- **Exercise**: As an exercise, copy out the entries exactly as written.
-------- Records for processing
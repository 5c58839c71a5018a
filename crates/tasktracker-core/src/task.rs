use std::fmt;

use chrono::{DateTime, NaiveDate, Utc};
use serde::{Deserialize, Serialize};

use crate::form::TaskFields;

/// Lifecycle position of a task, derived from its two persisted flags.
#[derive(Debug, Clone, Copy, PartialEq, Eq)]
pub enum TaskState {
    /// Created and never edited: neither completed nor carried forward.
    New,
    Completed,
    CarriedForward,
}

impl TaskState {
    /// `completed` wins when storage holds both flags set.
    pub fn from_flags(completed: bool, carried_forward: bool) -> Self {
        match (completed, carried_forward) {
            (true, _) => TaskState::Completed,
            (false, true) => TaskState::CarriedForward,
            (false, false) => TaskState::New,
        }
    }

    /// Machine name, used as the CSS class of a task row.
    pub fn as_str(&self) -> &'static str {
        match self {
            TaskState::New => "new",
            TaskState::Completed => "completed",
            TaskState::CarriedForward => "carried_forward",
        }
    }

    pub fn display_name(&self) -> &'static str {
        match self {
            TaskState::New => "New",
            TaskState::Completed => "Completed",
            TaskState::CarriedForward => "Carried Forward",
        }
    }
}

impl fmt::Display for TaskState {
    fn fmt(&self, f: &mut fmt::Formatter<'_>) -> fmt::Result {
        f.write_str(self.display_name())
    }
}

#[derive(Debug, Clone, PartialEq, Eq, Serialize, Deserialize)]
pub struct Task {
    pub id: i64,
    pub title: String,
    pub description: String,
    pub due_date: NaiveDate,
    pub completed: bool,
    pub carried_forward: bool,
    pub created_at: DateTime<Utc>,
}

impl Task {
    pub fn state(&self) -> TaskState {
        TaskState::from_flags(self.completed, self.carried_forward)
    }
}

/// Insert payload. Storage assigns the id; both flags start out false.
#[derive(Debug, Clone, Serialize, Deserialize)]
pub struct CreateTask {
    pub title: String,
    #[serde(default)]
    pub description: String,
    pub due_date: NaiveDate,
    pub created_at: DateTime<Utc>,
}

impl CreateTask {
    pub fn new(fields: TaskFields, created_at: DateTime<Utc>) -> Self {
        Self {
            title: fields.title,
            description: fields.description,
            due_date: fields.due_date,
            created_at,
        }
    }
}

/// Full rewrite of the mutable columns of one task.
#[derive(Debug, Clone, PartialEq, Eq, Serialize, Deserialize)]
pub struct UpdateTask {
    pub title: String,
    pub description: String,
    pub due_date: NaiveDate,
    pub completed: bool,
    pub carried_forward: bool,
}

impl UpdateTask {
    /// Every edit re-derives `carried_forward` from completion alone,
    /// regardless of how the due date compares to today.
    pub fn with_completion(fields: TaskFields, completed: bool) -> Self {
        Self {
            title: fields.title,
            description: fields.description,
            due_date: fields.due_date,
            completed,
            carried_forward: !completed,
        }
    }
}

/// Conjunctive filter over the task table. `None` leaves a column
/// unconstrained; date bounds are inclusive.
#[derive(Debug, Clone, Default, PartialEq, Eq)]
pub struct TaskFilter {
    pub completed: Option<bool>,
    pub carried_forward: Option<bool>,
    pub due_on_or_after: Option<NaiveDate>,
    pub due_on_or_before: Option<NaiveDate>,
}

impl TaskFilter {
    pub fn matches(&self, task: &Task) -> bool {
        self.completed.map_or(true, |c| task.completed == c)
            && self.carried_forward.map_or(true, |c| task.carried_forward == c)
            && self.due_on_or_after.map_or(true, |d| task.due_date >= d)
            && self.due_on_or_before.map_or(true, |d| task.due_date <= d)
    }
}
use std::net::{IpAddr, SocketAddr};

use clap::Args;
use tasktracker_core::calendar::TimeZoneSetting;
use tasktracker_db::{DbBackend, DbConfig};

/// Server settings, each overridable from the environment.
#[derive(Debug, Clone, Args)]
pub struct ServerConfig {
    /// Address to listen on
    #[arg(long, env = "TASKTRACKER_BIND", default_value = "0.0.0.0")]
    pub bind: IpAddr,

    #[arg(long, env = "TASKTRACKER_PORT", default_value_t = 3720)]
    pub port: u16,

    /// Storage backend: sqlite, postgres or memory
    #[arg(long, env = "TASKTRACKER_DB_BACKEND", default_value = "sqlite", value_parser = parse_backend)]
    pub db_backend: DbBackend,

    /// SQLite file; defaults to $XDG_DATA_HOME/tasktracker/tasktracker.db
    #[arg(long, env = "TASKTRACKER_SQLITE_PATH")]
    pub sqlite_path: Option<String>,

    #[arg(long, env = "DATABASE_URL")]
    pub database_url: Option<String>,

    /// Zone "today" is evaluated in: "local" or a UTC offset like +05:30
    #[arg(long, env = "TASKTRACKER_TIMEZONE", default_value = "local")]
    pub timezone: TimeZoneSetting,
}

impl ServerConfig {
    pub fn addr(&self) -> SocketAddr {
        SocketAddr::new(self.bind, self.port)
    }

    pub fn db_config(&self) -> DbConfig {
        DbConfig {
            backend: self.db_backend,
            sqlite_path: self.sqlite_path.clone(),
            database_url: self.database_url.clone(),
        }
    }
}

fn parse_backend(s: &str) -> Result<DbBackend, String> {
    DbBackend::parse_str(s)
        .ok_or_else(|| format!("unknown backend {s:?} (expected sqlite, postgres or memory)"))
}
----------------
- **Response**:
repository 5c58839c71a5018a
filename crates/tasktracker-core/src/task.rs
use std::fmt;

use chrono::{DateTime, NaiveDate, Utc};
use serde::{Deserialize, Serialize};

use crate::form::TaskFields;

/// Lifecycle position of a task, derived from its two persisted flags.
#[derive(Debug, Clone, Copy, PartialEq, Eq)]
pub enum TaskState {
    /// Created and never edited: neither completed nor carried forward.
    New,
    Completed,
    CarriedForward,
}

impl TaskState {
    /// `completed` wins when storage holds both flags set.
    pub fn from_flags(completed: bool, carried_forward: bool) -> Self {
        match (completed, carried_forward) {
            (true, _) => TaskState::Completed,
            (false, true) => TaskState::CarriedForward,
            (false, false) => TaskState::New,
        }
    }

    /// Machine name, used as the CSS class of a task row.
    pub fn as_str(&self) -> &'static str {
        match self {
            TaskState::New => "new",
            TaskState::Completed => "completed",
            TaskState::CarriedForward => "carried_forward",
        }
    }

    pub fn display_name(&self) -> &'static str {
        match self {
            TaskState::New => "New",
            TaskState::Completed => "Completed",
            TaskState::CarriedForward => "Carried Forward",
        }
    }
}

impl fmt::Display for TaskState {
    fn fmt(&self, f: &mut fmt::Formatter<'_>) -> fmt::Result {
        f.write_str(self.display_name())
    }
}

#[derive(Debug, Clone, PartialEq, Eq, Serialize, Deserialize)]
pub struct Task {
    pub id: i64,
    pub title: String,
    pub description: String,
    pub due_date: NaiveDate,
    pub completed: bool,
    pub carried_forward: bool,
    pub created_at: DateTime<Utc>,
}

impl Task {
    pub fn state(&self) -> TaskState {
        TaskState::from_flags(self.completed, self.carried_forward)
    }
}

/// Insert payload. Storage assigns the id; both flags start out false.
#[derive(Debug, Clone, Serialize, Deserialize)]
pub struct CreateTask {
    pub title: String,
    #[serde(default)]
    pub description: String,
    pub due_date: NaiveDate,
    pub created_at: DateTime<Utc>,
}

impl CreateTask {
    pub fn new(fields: TaskFields, created_at: DateTime<Utc>) -> Self {
        Self {
            title: fields.title,
            description: fields.description,
            due_date: fields.due_date,
            created_at,
        }
    }
}

/// Full rewrite of the mutable columns of one task.
#[derive(Debug, Clone, PartialEq, Eq, Serialize, Deserialize)]
pub struct UpdateTask {
    pub title: String,
    pub description: String,
    pub due_date: NaiveDate,
    pub completed: bool,
    pub carried_forward: bool,
}

impl UpdateTask {
    /// Every edit re-derives `carried_forward` from completion alone,
    /// regardless of how the due date compares to today.
    pub fn with_completion(fields: TaskFields, completed: bool) -> Self {
        Self {
            title: fields.title,
            description: fields.description,
            due_date: fields.due_date,
            completed,
            carried_forward: !completed,
        }
    }
}

/// Conjunctive filter over the task table. `None` leaves a column
/// unconstrained; date bounds are inclusive.
#[derive(Debug, Clone, Default, PartialEq, Eq)]
pub struct TaskFilter {
    pub completed: Option<bool>,
    pub carried_forward: Option<bool>,
    pub due_on_or_after: Option<NaiveDate>,
    pub due_on_or_before: Option<NaiveDate>,
}

impl TaskFilter {
    pub fn matches(&self, task: &Task) -> bool {
        self.completed.map_or(true, |c| task.completed == c)
            && self.carried_forward.map_or(true, |c| task.carried_forward == c)
            && self.due_on_or_after.map_or(true, |d| task.due_date >= d)
            && self.due_on_or_before.map_or(true, |d| task.due_date <= d)
    }
}
use std::net::{IpAddr, SocketAddr};

use clap::Args;
use tasktracker_core::calendar::TimeZoneSetting;
use tasktracker_db::{DbBackend, DbConfig};

/// Server settings, each overridable from the environment.
#[derive(Debug, Clone, Args)]
pub struct ServerConfig {
    /// Address to listen on
    #[arg(long, env = "TASKTRACKER_BIND", default_value = "0.0.0.0")]
    pub bind: IpAddr,

    #[arg(long, env = "TASKTRACKER_PORT", default_value_t = 3720)]
    pub port: u16,

    /// Storage backend: sqlite, postgres or memory
    #[arg(long, env = "TASKTRACKER_DB_BACKEND", default_value = "sqlite", value_parser = parse_backend)]
    pub db_backend: DbBackend,

    /// SQLite file; defaults to $XDG_DATA_HOME/tasktracker/tasktracker.db
    #[arg(long, env = "TASKTRACKER_SQLITE_PATH")]
    pub sqlite_path: Option<String>,

    #[arg(long, env = "DATABASE_URL")]
    pub database_url: Option<String>,

    /// Zone "today" is evaluated in: "local" or a UTC offset like +05:30
    #[arg(long, env = "TASKTRACKER_TIMEZONE", default_value = "local")]
    pub timezone: TimeZoneSetting,
}

impl ServerConfig {
    pub fn addr(&self) -> SocketAddr {
        SocketAddr::new(self.bind, self.port)
    }

    pub fn db_config(&self) -> DbConfig {
        DbConfig {
            backend: self.db_backend,
            sqlite_path: self.sqlite_path.clone(),
            database_url: self.database_url.clone(),
        }
    }
}

fn parse_backend(s: &str) -> Result<DbBackend, String> {
    DbBackend::parse_str(s)
        .ok_or_else(|| format!("unknown backend {s:?} (expected sqlite, postgres or memory)"))
}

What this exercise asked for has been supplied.